- WHAT IS BEING ASKED -
Go through the lines below and copy any that hold the string "Deserialize".

Collected data
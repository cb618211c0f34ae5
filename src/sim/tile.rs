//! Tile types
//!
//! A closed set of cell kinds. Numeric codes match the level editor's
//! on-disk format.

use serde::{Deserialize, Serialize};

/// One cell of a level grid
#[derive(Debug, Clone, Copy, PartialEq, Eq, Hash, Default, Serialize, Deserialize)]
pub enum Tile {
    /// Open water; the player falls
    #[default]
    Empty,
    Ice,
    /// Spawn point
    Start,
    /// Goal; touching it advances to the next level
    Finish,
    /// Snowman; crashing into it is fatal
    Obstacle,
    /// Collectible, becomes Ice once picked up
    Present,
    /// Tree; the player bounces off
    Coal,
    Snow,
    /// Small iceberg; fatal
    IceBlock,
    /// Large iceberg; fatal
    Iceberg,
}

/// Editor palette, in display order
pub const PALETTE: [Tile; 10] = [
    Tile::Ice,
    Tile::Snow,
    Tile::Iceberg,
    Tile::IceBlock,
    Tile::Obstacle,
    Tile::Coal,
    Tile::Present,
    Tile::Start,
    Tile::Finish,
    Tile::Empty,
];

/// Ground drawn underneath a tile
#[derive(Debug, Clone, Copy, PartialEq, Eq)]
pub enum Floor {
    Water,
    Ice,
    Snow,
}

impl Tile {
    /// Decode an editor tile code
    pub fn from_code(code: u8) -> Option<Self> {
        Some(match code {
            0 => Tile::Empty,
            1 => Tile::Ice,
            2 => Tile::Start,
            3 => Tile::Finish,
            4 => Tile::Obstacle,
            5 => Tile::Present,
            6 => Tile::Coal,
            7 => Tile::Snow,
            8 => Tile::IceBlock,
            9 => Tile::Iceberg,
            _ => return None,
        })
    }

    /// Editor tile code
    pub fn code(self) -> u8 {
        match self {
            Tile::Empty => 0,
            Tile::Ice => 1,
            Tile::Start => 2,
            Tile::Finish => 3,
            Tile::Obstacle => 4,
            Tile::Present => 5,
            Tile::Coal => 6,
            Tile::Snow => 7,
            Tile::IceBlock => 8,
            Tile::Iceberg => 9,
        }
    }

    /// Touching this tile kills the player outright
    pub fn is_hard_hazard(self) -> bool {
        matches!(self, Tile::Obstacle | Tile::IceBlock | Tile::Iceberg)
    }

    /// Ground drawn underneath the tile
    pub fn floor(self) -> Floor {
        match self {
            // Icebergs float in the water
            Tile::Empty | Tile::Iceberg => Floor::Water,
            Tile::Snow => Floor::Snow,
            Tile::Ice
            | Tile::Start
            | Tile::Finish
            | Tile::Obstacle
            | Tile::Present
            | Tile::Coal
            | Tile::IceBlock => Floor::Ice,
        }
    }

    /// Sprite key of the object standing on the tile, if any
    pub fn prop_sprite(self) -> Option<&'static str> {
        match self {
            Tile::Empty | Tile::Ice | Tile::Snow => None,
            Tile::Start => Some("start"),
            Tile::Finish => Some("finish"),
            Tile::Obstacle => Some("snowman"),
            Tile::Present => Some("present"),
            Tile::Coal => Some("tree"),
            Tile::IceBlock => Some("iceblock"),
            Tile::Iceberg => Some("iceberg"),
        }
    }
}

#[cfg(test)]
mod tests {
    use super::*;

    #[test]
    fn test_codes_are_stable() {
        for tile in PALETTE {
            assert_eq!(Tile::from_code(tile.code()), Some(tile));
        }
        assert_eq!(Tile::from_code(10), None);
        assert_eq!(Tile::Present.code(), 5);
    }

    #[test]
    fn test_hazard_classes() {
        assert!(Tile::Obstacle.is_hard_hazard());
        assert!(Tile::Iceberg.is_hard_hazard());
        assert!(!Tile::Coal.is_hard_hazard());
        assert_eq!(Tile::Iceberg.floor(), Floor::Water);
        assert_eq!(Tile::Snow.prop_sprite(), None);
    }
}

- RESPONSE AREA -
use serde::{Deserialize, Serialize};
#[derive(Debug, Clone, Copy, PartialEq, Eq, Hash, Default, Serialize, Deserialize)]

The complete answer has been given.